As a young girl, waving goodbye to the soldiers setting off for the First World War, Hetty quickly became distraught by the destructive consequences of war. A century later, she recollected the memory:

“I was very patriotic and waved to the men as they set off … but it didn’t take long before we saw those men coming back. They were missing legs and missing arms, totally blind, and war was no longer fun. I think I was 10 years old when my hatred of war began.”

Her anti-war sentiments went on to fuel her political activism and stayed with her for the entirety of her life.

Mural of the Battle of Cable Street, Cable Street. Pic: astonishme

Mural of the Battle of Cable Street, Cable Street. Pic: astonishme

As young woman Hetty took part in the Battle of Cable Street, helping set up barricades to prevent Oswald Mosley’s Blackshirt fascists marching through the Jewish districts of Whitechapel and Shadwell on Sunday November 4, in 1936.

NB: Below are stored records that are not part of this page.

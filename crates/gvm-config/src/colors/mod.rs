//! Hex color parsing and validation.
//!
//! Accepts exactly `#RGB` and `#RRGGBB` (case-insensitive) and produces a
//! packed `0xRRGGBB` integer. Shorthand digits are doubled, so `#abc` is
//! read as `#aabbcc`. Input is matched as-is: surrounding whitespace, a
//! missing `#`, alpha digits and color names are all rejected.

mod parse;


use gvm_common::types::Color;
use gvm_common::ColorError;

use parse::{decode_hex, HEX_RE};

/// Parse a `#RGB` or `#RRGGBB` string into a packed `0xRRGGBB` value.
///
/// The returned value is always within `0..=0xFFFFFF`.
///
/// # Errors
///
/// Returns [`ColorError::InvalidColorFormat`] carrying the original input
/// when it is not one of the two accepted shapes.
pub fn parse_color(s: &str) -> Result<u32, ColorError> {
    let invalid = || ColorError::InvalidColorFormat(s.to_owned());

    let caps = HEX_RE.captures(s).ok_or_else(invalid)?;
    decode_hex(&caps[1]).ok_or_else(invalid)
}

/// Parse a hex color string into its separate channels.
pub fn parse_rgb(s: &str) -> Result<Color, ColorError> {
    parse_color(s).map(Color::from_packed)
}

/// Validate that a string is a recognized hex color.
pub fn validate_color(s: &str) -> bool {
    HEX_RE.is_match(s)
}
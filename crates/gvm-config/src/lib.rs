//! mygvm configuration and color parsing.
//!
//! Provides `#rgb` / `#rrggbb` color parsing into packed `0xRRGGBB`
//! values, and the TOML configuration whose UI section is resolved
//! through it. All config sections use defaults so partial configs
//! work out of the box.
//!
//! # Quick Start
//!
//! ```rust,no_run
//! use gvm_config::{colors::parse_color, load_config};
//!
//! assert_eq!(parse_color("#f00"), Ok(0xFF0000));
//!
//! let config = load_config().expect("failed to load config");
//! let palette = config.ui.palette().expect("config was validated");
//! println!("{:06x}", palette.background);
//! ```

pub mod colors;
pub mod schema;
pub mod toml_loader;
pub mod validation;

pub use colors::{parse_color, parse_rgb, validate_color};
pub use schema::{GvmConfig, RunConfig, UiConfig, CONFIG_SCHEMA_VERSION};
pub use toml_loader::{load_from_path, load_or_default};

use gvm_common::ConfigError;

/// Convenience function to load config from the platform default path.
///
/// Loads `config.toml` from the OS config directory, creating a default
/// one if none exists.
pub fn load_config() -> Result<GvmConfig, ConfigError> {
    toml_loader::load_default()
}

/// Serialize a config to a pretty-printed JSON string.
pub fn config_to_json(config: &GvmConfig) -> String {
    serde_json::to_string_pretty(config)
        .unwrap_or_else(|e| format!("{{\"error\": \"failed to serialize config: {e}\"}}"))
}

#[cfg(test)]
mod tests {
    use super::*;

    #[test]
    fn config_to_json_contains_all_sections() {
        let config = GvmConfig::default();
        let json = config_to_json(&config);
        assert!(json.contains("\"run\""));
        assert!(json.contains("\"ui\""));
        assert!(json.contains("\"background_color\": \"#ffffff\""));
    }

    #[test]
    fn config_schema_version_is_1() {
        assert_eq!(CONFIG_SCHEMA_VERSION, 1);
    }

    #[test]
    fn default_config_round_trips_through_json() {
        let config = GvmConfig::default();
        let json = config_to_json(&config);
        let parsed: GvmConfig = serde_json::from_str(&json).unwrap();
        assert_eq!(parsed, config);
    }

    #[test]
    fn reexported_parser_is_usable() {
        assert_eq!(parse_color("#123456"), Ok(0x12_34_56));
        assert!(validate_color("#abc"));
        assert!(parse_rgb("abc").is_err());
    }
}
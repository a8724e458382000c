//! Default TOML config template with inline documentation comments.

/// Generate the default TOML config content with comments.
pub(crate) fn default_config_toml() -> &'static str {
    r##"# mygvm configuration
# Schema version 1
# Only override what you want to change -- missing fields use defaults.

[run]
# steps = 1000               # instructions per tick, 1-1000000
# delay = 10                 # ms between ticks, 0-1000
# delay_enabled = true

[ui]
# Colors are written as #rgb or #rrggbb.
# background_color = "#ffffff"
# foreground_color = "#000000"
# pixel_scale = 2            # 1-8
"##
}
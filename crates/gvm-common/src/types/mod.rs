mod color;

pub use color::*;

#[cfg(test)]
mod tests {
    use super::*;

    #[test]
    fn color_from_packed_splits_channels() {
        let c = Color::from_packed(0x12_34_56);
        assert_eq!(c, Color::from_rgb(0x12, 0x34, 0x56));
    }

    #[test]
    fn color_from_packed_ignores_high_byte() {
        let c = Color::from_packed(0xAB_FF_80_00);
        assert_eq!(c, Color::from_rgb(0xFF, 0x80, 0x00));
        assert_eq!(c.to_packed(), 0xFF_80_00);
    }

    #[test]
    fn color_packed_extremes() {
        assert_eq!(Color::from_rgb(0, 0, 0).to_packed(), 0);
        assert_eq!(Color::from_rgb(255, 255, 255).to_packed(), 0xFF_FF_FF);
        assert_eq!(Color::from_rgb(255, 0, 0).to_packed(), 16_711_680);
        assert_eq!(Color::from_rgb(0, 255, 0).to_packed(), 65_280);
    }

    #[test]
    fn color_packed_roundtrip_samples() {
        for packed in [0u32, 1, 0xFF, 0x1_00, 0xFF_00, 0xAB_CD_EF, 0xFF_FF_FF] {
            assert_eq!(Color::from_packed(packed).to_packed(), packed);
        }
    }

    #[test]
    fn color_serialization() {
        let c = Color::from_rgb(10, 20, 30);
        let json = serde_json::to_string(&c).unwrap();
        assert_eq!(json, r#"{"r":10,"g":20,"b":30}"#);
        let deserialized: Color = serde_json::from_str(&json).unwrap();
        assert_eq!(c, deserialized);
    }

    #[test]
    fn palette_channels() {
        let p = Palette {
            background: 0xFF_FF_FF,
            foreground: 0x00_00_80,
        };
        assert_eq!(p.background_rgb(), Color::from_rgb(255, 255, 255));
        assert_eq!(p.foreground_rgb(), Color::from_rgb(0, 0, 128));
    }
}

She then went on to join the Communist Party in the late 1930’s and remained involved until its demise after the collapse of the Soviet Union.

Hetty also ran a Refugee Hostel in North London, which provided aid for trade unionists, socialists, communists, Jews and as she said: “Anyone else they could get out of Czechoslovakia”.

At the age of 106, Hetty walked three miles in St Albans, Hertfordshire as part of Oxfam’s Annual Herts Hike, to collect money for Palestinian children. In her own steadfast words: “As long as my legs can take I will be participating in anti-war activity.”

In the last years of her life, Hetty became a critic of the policies of the coalition Government, particularly those relating to welfare.

Commemorative plaque in Dock Street. Pic: Spixey

Commemorative plaque in Dock Street. Pic: Spixey

In a speech at the Labour Party conference this September she recalled her own experiences of life in Edwardian Britain and urged the Labour Party to save the last vestiges of the welfare state.

Despite her increasing frailty, Hetty spoke with vigour and earned a standing ovation, when she said:

“You have eyes and ears that can hear and see. Neither of mine function properly now but I remember sufficiently to know just what it was like to see poverty and deprivation and the word ‘welfare’ was totally unknown.

So we have progressed, but I’m now wondering what’s going to happen to our welfare state and that is what I have to campaign about in the short time still left to me – peace on our planet and improvement of living conditions.”

Meeting Labour leader Ed Miliband, shortly after the conference, she was not scared to remind him of the principles that she campaigned tirelessly for since joining the Labour Party at the age of 17.

Miliband paid homage to Hetty as “a remarkable fighter for justice”.

General secretary of  Unite, Len McCluskey, added: “Hetty was a truly inspirational woman. Spanning a century of extraordinary change for this country, Hetty was a reminder that the NHS and the welfare state were created thanks to the struggle of ordinary men and women like her.”

Hetty worked as a secretary at a secondary school in Finsbury Park for over 20 years and was married for 69 years to fellow Labour Party member, Reg Bower.

She died at the Royal Free Hospital in Hampstead last Tuesday.

 

Hetty Rimel, 1905-2013, born Hackney, Dalston, died in Hampstead. Married Reginald Bower (deceased). Leaves behind two daughters, Margie and Celia.